# Task item:
Could you set down exactly the lines that start at the one containing "0.1], &[1, 0])], Verbosity::Standard);" and end at the final line of the material below?

┄┄┄┄┄┄

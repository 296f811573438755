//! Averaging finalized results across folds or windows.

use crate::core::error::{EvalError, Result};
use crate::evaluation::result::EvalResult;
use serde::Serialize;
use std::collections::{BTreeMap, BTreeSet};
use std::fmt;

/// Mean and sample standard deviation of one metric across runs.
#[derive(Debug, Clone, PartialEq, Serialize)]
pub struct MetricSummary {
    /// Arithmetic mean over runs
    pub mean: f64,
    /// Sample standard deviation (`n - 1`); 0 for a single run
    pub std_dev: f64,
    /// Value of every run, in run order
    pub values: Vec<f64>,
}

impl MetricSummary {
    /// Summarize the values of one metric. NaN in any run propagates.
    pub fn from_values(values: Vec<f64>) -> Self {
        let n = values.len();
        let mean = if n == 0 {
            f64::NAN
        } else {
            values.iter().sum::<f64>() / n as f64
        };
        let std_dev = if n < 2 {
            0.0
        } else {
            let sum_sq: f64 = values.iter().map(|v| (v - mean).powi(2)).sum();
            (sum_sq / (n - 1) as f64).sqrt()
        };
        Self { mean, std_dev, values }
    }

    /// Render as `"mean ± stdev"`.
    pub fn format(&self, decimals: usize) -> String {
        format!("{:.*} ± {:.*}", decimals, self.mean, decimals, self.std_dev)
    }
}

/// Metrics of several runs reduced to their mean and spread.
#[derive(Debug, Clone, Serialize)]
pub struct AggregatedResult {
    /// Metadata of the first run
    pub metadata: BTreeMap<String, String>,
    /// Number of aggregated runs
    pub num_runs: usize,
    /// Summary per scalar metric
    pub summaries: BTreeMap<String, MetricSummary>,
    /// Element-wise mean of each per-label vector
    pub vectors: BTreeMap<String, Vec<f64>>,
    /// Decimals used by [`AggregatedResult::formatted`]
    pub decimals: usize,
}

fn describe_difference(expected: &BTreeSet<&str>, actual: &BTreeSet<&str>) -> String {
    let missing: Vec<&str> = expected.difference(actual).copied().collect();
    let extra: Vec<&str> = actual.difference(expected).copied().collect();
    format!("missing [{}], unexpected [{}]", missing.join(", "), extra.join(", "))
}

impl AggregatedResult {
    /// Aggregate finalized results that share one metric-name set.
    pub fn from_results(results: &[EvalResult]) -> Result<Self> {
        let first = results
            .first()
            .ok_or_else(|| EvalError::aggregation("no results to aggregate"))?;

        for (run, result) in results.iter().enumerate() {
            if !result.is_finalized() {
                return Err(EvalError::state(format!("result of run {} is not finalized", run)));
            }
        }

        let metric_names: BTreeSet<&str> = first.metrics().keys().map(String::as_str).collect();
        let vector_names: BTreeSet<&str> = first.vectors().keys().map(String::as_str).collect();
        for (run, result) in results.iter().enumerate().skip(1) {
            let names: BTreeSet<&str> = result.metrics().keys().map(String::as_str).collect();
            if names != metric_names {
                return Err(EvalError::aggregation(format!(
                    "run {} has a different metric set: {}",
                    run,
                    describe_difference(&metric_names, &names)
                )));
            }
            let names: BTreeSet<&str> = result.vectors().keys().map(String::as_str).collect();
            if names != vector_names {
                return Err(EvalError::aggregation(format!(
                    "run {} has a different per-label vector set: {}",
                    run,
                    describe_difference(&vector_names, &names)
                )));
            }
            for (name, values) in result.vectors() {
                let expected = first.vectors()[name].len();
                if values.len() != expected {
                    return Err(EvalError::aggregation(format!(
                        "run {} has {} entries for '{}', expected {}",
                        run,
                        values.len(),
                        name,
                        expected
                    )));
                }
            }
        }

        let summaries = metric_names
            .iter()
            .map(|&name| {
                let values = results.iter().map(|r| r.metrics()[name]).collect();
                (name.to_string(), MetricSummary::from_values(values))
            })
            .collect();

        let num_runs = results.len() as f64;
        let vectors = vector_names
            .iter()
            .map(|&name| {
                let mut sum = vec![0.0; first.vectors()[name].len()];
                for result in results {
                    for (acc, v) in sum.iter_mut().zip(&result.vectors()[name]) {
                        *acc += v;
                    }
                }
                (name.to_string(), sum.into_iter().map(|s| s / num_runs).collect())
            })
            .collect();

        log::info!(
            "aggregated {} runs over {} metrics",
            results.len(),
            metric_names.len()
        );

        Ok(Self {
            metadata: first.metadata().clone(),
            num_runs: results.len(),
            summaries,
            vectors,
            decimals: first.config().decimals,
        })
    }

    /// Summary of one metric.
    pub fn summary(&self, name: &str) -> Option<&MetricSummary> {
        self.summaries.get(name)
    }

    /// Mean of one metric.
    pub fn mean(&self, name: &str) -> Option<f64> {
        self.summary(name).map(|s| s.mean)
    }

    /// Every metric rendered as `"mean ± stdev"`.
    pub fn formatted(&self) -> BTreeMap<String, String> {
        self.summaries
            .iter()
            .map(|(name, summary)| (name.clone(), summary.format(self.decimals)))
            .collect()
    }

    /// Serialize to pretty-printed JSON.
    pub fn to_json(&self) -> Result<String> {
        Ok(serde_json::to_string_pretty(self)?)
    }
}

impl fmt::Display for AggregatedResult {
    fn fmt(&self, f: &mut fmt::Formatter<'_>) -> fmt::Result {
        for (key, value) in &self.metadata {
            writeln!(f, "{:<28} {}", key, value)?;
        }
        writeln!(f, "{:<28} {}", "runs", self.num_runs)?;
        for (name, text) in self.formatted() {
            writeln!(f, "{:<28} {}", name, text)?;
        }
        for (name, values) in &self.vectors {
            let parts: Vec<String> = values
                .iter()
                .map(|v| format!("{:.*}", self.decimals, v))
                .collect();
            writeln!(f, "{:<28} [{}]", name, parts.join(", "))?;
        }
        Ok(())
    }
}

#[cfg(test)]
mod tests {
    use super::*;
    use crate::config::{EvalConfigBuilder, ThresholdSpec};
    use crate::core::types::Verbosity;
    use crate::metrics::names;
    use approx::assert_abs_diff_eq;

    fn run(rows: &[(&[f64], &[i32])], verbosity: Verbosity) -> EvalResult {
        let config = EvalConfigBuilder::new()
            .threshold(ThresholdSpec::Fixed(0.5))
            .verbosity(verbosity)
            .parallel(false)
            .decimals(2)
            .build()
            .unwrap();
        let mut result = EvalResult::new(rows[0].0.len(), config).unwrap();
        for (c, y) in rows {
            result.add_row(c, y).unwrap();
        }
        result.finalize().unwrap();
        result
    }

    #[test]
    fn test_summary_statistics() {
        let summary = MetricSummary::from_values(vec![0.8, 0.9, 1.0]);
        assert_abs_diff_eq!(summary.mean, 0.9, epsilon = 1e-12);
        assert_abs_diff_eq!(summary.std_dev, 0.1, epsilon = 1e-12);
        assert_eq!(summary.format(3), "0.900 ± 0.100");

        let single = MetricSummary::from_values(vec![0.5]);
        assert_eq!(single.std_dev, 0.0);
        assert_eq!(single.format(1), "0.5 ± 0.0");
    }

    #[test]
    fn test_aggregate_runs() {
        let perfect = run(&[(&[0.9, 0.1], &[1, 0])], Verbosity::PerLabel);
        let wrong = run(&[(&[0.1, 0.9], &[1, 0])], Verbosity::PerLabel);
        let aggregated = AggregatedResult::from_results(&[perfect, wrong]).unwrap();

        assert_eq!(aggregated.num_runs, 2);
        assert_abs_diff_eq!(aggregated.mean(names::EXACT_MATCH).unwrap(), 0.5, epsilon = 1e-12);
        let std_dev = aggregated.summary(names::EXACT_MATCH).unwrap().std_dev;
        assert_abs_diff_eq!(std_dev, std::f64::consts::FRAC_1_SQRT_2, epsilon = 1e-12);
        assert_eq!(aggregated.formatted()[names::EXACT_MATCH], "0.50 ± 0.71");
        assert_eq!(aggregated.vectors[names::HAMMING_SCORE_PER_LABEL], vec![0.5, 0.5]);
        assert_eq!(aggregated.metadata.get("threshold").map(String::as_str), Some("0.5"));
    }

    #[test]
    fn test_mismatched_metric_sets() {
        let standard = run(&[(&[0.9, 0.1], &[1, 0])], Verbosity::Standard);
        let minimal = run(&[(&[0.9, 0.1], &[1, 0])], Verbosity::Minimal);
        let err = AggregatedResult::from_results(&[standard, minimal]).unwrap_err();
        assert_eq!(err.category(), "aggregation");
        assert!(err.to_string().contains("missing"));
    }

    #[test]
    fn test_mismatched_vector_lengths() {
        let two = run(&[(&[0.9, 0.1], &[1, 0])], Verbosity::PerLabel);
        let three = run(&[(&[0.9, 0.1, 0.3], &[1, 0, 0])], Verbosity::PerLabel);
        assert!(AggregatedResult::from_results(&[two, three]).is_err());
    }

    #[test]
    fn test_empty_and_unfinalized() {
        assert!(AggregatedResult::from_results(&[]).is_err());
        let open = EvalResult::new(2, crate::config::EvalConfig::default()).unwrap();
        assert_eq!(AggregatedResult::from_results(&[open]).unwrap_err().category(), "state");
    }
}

┄┄┄┄┄┄

# Solution for this task:
        let standard = run(&[(&[0.9, 0.1], &[1, 0])], Verbosity::Standard);
        let minimal = run(&[(&[0.9, 0.1], &[1, 0])], Verbosity::Minimal);
        let err = AggregatedResult::from_results(&[standard, minimal]).unwrap_err();
        assert_eq!(err.category(), "aggregation");
        assert!(err.to_string().contains("missing"));
    }

    #[test]
    fn test_mismatched_vector_lengths() {
        let two = run(&[(&[0.9, 0.1], &[1, 0])], Verbosity::PerLabel);
        let three = run(&[(&[0.9, 0.1, 0.3], &[1, 0, 0])], Verbosity::PerLabel);
        assert!(AggregatedResult::from_results(&[two, three]).is_err());
    }

    #[test]
    fn test_empty_and_unfinalized() {
        assert!(AggregatedResult::from_results(&[]).is_err());
        let open = EvalResult::new(2, crate::config::EvalConfig::default()).unwrap();
        assert_eq!(AggregatedResult::from_results(&[open]).unwrap_err().category(), "state");
    }
}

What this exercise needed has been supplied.